DATA TO USE:
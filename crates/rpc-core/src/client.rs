//! Outbound RPC client used uniformly for client->server and
//! server->server calls (§4.1). Mirrors the reference `MCPClient`: a warm
//! session is established once with `initialize` and reused for every
//! subsequent `tools/call` for the life of the client.

use crate::envelope::JsonRpcErrorObject;
use crate::error::RpcClientError;
use serde_json::Value;
use std::sync::atomic::{AtomicI64, Ordering};
use std::sync::Mutex;
use std::time::Duration;

#[derive(Debug, serde::Deserialize)]
struct RawRpcResponse {
    #[allow(dead_code)]
    jsonrpc: String,
    #[allow(dead_code)]
    id: Value,
    #[serde(default)]
    result: Option<Value>,
    #[serde(default)]
    error: Option<JsonRpcErrorObject>,
}

pub struct RpcClient {
    http: reqwest::Client,
    base_url: String,
    client_name: String,
    session_id: Mutex<Option<String>>,
    next_id: AtomicI64,
}

impl RpcClient {
    pub fn new(base_url: impl Into<String>, client_name: impl Into<String>, timeout: Duration) -> Self {
        let http = reqwest::Client::builder()
            .timeout(timeout)
            .build()
            .unwrap_or_else(|_| reqwest::Client::new());
        Self {
            http,
            base_url: base_url.into(),
            client_name: client_name.into(),
            session_id: Mutex::new(None),
            next_id: AtomicI64::new(1),
        }
    }

    fn next_message_id(&self) -> i64 {
        self.next_id.fetch_add(1, Ordering::Relaxed)
    }

    fn parse_sse(text: &str) -> Option<RawRpcResponse> {
        text.lines()
            .find_map(|line| line.strip_prefix("data: "))
            .and_then(|json| serde_json::from_str(json).ok())
    }

    async fn call_raw(&self, method: &str, params: Value) -> Result<RawRpcResponse, RpcClientError> {
        let id = self.next_message_id();
        let mut request = self.http.post(format!("{}/mcp", self.base_url)).json(&serde_json::json!({
            "jsonrpc": "2.0",
            "id": id,
            "method": method,
            "params": params,
        }));
        request = request
            .header("content-type", "application/json")
            .header("accept", "application/json, text/event-stream");

        if let Some(session_id) = self.session_id.lock().expect("rpc client session poisoned").clone() {
            request = request.header("mcp-session-id", session_id);
        }

        let response = request.send().await.map_err(|source| RpcClientError::Transport {
            method: method.to_string(),
            source,
        })?;

        if let Some(session_header) = response.headers().get("mcp-session-id") {
            if let Ok(sid) = session_header.to_str() {
                *self.session_id.lock().expect("rpc client session poisoned") = Some(sid.to_string());
            }
        }

        let text = response.text().await.map_err(|source| RpcClientError::Transport {
            method: method.to_string(),
            source,
        })?;

        Self::parse_sse(&text).ok_or(RpcClientError::MalformedResponse)
    }

    /// Idempotent: calling this more than once is a no-op once a session
    /// has been established.
    pub async fn ensure_initialized(&self) -> Result<(), RpcClientError> {
        if self.session_id.lock().expect("rpc client session poisoned").is_some() {
            return Ok(());
        }
        let params = serde_json::json!({
            "protocolVersion": "2024-11-05",
            "capabilities": {},
            "clientInfo": { "name": self.client_name, "version": "1.0" },
        });
        let response = self.call_raw("initialize", params).await?;
        if let Some(err) = response.error {
            return Err(RpcClientError::Remote {
                code: err.code,
                message: err.message,
            });
        }
        Ok(())
    }

    pub async fn call_tool(&self, name: &str, arguments: Value) -> Result<Value, RpcClientError> {
        self.ensure_initialized().await?;
        let params = serde_json::json!({ "name": name, "arguments": arguments });
        let response = self.call_raw("tools/call", params).await?;
        if let Some(err) = response.error {
            return Err(RpcClientError::Remote {
                code: err.code,
                message: err.message,
            });
        }
        let result = response.result.ok_or(RpcClientError::MalformedResponse)?;
        if let Some(structured) = result.get("structuredContent").and_then(|sc| sc.get("result")) {
            return Ok(structured.clone());
        }
        // Fall back to parsing the text block, per §6 "clients may consume
        // either form".
        let text = result
            .get("content")
            .and_then(Value::as_array)
            .and_then(|c| c.first())
            .and_then(|c| c.get("text"))
            .and_then(Value::as_str)
            .ok_or(RpcClientError::MalformedResponse)?;
        serde_json::from_str(text).map_err(|_| RpcClientError::MalformedResponse)
    }
}

#[cfg(test)]
mod tests {
    use super::*;

    #[test]
    fn parses_sse_data_line() {
        let body = "data: {\"jsonrpc\":\"2.0\",\"id\":1,\"result\":{\"ok\":true}}\n";
        let parsed = RpcClient::parse_sse(body).expect("should parse");
        assert_eq!(parsed.result.unwrap()["ok"], true);
    }

    #[test]
    fn rejects_body_without_data_line() {
        assert!(RpcClient::parse_sse("not an sse body").is_none());
    }
}
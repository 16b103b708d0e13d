//! Bounded notification history ring (§4.9, §5 "Notification history: bounded
//! ring behind a mutex").

use crate::config::CONFIG;
use shared_models::notification::NotificationRecord;
use shared_models::severity::Severity;
use std::collections::VecDeque;
use std::io::Write;
use std::sync::Mutex;

const HISTORY_CAP: usize = 200;

pub struct NotificationHistory {
    records: Mutex<VecDeque<NotificationRecord>>,
}

impl NotificationHistory {
    pub fn new() -> Self {
        Self { records: Mutex::new(VecDeque::with_capacity(HISTORY_CAP)) }
    }

    pub fn record(&self, title: &str, body: &str, severity: Severity, channel: &str, delivered: bool) {
        let record = NotificationRecord {
            utc_timestamp: shared_models::time::now_iso(),
            title: title.to_string(),
            body: body.to_string(),
            severity,
            channel: channel.to_string(),
            delivered,
        };
        if channel == "file" {
            self.append_jsonl(&record);
        }
        let mut records = self.records.lock().expect("notification history poisoned");
        if records.len() == HISTORY_CAP {
            records.pop_front();
        }
        records.push_back(record);
    }

    fn append_jsonl(&self, record: &NotificationRecord) {
        let Ok(_) = std::fs::create_dir_all(&CONFIG.log_dir) else { return };
        let path = format!("{}/notifications_{}.jsonl", CONFIG.log_dir, chrono::Utc::now().format("%Y%m%d"));
        if let Ok(mut file) = std::fs::OpenOptions::new().create(true).append(true).open(path) {
            if let Ok(line) = serde_json::to_string(record) {
                let _ = writeln!(file, "{line}");
            }
        }
    }

    pub fn recent(&self, limit: usize) -> Vec<NotificationRecord> {
        let records = self.records.lock().expect("notification history poisoned");
        records.iter().rev().take(limit).cloned().collect()
    }

    pub fn len(&self) -> usize {
        self.records.lock().expect("notification history poisoned").len()
    }
}

impl Default for NotificationHistory {
    fn default() -> Self {
        Self::new()
    }
}

#[cfg(test)]
mod tests {
    use super::*;

    #[test]
    fn caps_at_200_entries() {
        let history = NotificationHistory::new();
        for i in 0..250 {
            history.record(&format!("t{i}"), "m", Severity::Info, "webhook", true);
        }
        assert_eq!(history.len(), HISTORY_CAP);
    }

    #[test]
    fn recent_returns_newest_first() {
        let history = NotificationHistory::new();
        history.record("first", "m", Severity::Info, "webhook", true);
        history.record("second", "m", Severity::Info, "webhook", true);
        let recent = history.recent(10);
        assert_eq!(recent[0].title, "second");
    }
}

WORK ITEM: Where a line in the entries holds "records", copy that line.

RESPONSE:
    records: Mutex<VecDeque<NotificationRecord>>,
        Self { records: Mutex::new(VecDeque::with_capacity(HISTORY_CAP)) }
        let mut records = self.records.lock().expect("notification history poisoned");
        if records.len() == HISTORY_CAP {
            records.pop_front();
        records.push_back(record);
        let records = self.records.lock().expect("notification history poisoned");
        records.iter().rev().take(limit).cloned().collect()
        self.records.lock().expect("notification history poisoned").len()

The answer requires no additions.